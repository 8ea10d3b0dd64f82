//! Slide collection mutations: move, delete and insert.
//!
//! Every operation works on an ordered list of import paths supplied by the
//! caller (the deck's sibling group) and is expressed as **content moves
//! between files**. Files are never renamed, so anything that points at a fixed
//! path (bookmarks, links, the host's index) keeps pointing at a valid slide.
//!
//! ```text
//! delete(p2, [p0 p1 p2 p3 p4])        insert_at(1, [p0 p1 p2], NEW)
//!
//!   p2 ← p3                             create p3' (template)
//!   p3 ← p4                             p3' ← p2
//!   remove p4                           p2  ← p1
//!                                       p1  ← NEW
//! ```
//!
//! Both delete and insert rewrite every file after the affected position,
//! O(n) rewrites for one logical change. Decks are small; this keeps every
//! operation a plain sequence of single-file rewrites.
//!
//! ## Numbering
//!
//! A new slide file is always named `{max + 1}.{ext}`, where `max` covers the
//! numbers in the supplied list *and* the numbered files already on disk, so a
//! new file can never land on an existing one. Filenames drift away from
//! logical position over time; nothing reads them as an ordering signal.

use crate::config::DeckConfig;
use crate::naming;
use crate::slide::{self, SlideError};
use crate::store::SlideStore;

/// Applies slide-level operations to files in a [`SlideStore`].
pub struct Mutator<'a, S: SlideStore> {
    store: &'a S,
    config: &'a DeckConfig,
}

impl<'a, S: SlideStore> Mutator<'a, S> {
    pub fn new(store: &'a S, config: &'a DeckConfig) -> Self {
        Self { store, config }
    }

    /// Slide content of one file.
    pub fn read_content(&self, import_path: &str) -> Result<String, SlideError> {
        let source = self.store.read(import_path)?;
        slide::extract(&source, &self.config.component, import_path)
    }

    /// Overwrite the slide content of one file, keeping everything around
    /// the content block.
    pub fn save(&self, import_path: &str, content: &str) -> Result<(), SlideError> {
        let source = self.store.read(import_path)?;
        let updated = slide::replace(&source, content, &self.config.component, import_path)?;
        self.store.write(import_path, &updated)
    }

    /// Exchange the slide contents of two files.
    ///
    /// Both replacements are computed before either file is written.
    pub fn swap(&self, a: &str, b: &str) -> Result<(), SlideError> {
        let component = &self.config.component;
        let source_a = self.store.read(a)?;
        let source_b = self.store.read(b)?;
        let content_a = slide::extract(&source_a, component, a)?;
        let content_b = slide::extract(&source_b, component, b)?;

        let updated_a = slide::replace(&source_a, &content_b, component, a)?;
        let updated_b = slide::replace(&source_b, &content_a, component, b)?;

        self.store.write(a, &updated_a)?;
        self.store.write(b, &updated_b)?;
        tracing::debug!(a, b, "swapped slide contents");
        Ok(())
    }

    /// Move a slide one position up by swapping with its predecessor.
    pub fn move_up(&self, import_path: &str, previous: &str) -> Result<(), SlideError> {
        self.swap(import_path, previous)
    }

    /// Move a slide one position down by swapping with its successor.
    pub fn move_down(&self, import_path: &str, next: &str) -> Result<(), SlideError> {
        self.swap(import_path, next)
    }

    /// Remove `target`'s content from the deck: later slides shift up one
    /// slot and the last file is deleted.
    pub fn delete(&self, target: &str, all: &[String]) -> Result<(), SlideError> {
        let index = all
            .iter()
            .position(|path| path == target)
            .ok_or_else(|| SlideError::NotInDeck(target.to_string()))?;

        for i in index..all.len() - 1 {
            let next_content = self.read_content(&all[i + 1])?;
            self.save(&all[i], &next_content)?;
        }

        let last = &all[all.len() - 1];
        self.store.remove(last)?;
        tracing::debug!(target, removed = %last, shifted = all.len() - 1 - index, "deleted slide");
        Ok(())
    }

    /// Insert `content` at logical position `index`, returning the import
    /// path of the newly created file.
    pub fn insert_at(
        &self,
        index: usize,
        all: &[String],
        content: &str,
    ) -> Result<String, SlideError> {
        if index > all.len() {
            return Err(SlideError::IndexOutOfRange {
                index,
                len: all.len(),
            });
        }

        // Reject bad content before any file is created.
        slide::validate_content(content, &self.config.component)?;

        let extension = &self.config.extension;
        let on_disk = self
            .store
            .slide_numbers(&self.config.slides_dir, extension)?;
        let listed = all
            .iter()
            .filter_map(|path| naming::parse_slide_number(path, extension));
        let number = naming::next_slide_number(listed.chain(on_disk)).map_err(|last| {
            SlideError::NumbersExhausted {
                last,
                slides_dir: self.config.slides_dir.clone(),
            }
        })?;
        let new_path = naming::slide_import_path(&self.config.slides_dir, number, extension);

        self.store
            .create(&new_path, &slide::render_template(self.config, number, content))?;

        // Right-shift from the tail down to the insertion point; the former
        // last slide moves into the new file.
        for i in (index..all.len()).rev() {
            let destination = if i == all.len() - 1 {
                new_path.as_str()
            } else {
                all[i + 1].as_str()
            };
            let current = self.read_content(&all[i])?;
            self.save(destination, &current)?;
        }

        if index < all.len() {
            self.save(&all[index], content)?;
        }

        tracing::debug!(index, new_path = %new_path, "inserted slide");
        Ok(new_path)
    }
}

________

*Task goal:* Copy out all lines from the material above that contain the string "target".

*Response to this task:*
    /// Remove `target`'s content from the deck: later slides shift up one
    pub fn delete(&self, target: &str, all: &[String]) -> Result<(), SlideError> {
            .position(|path| path == target)
            .ok_or_else(|| SlideError::NotInDeck(target.to_string()))?;
        tracing::debug!(target, removed = %last, shifted = all.len() - 1 - index, "deleted slide");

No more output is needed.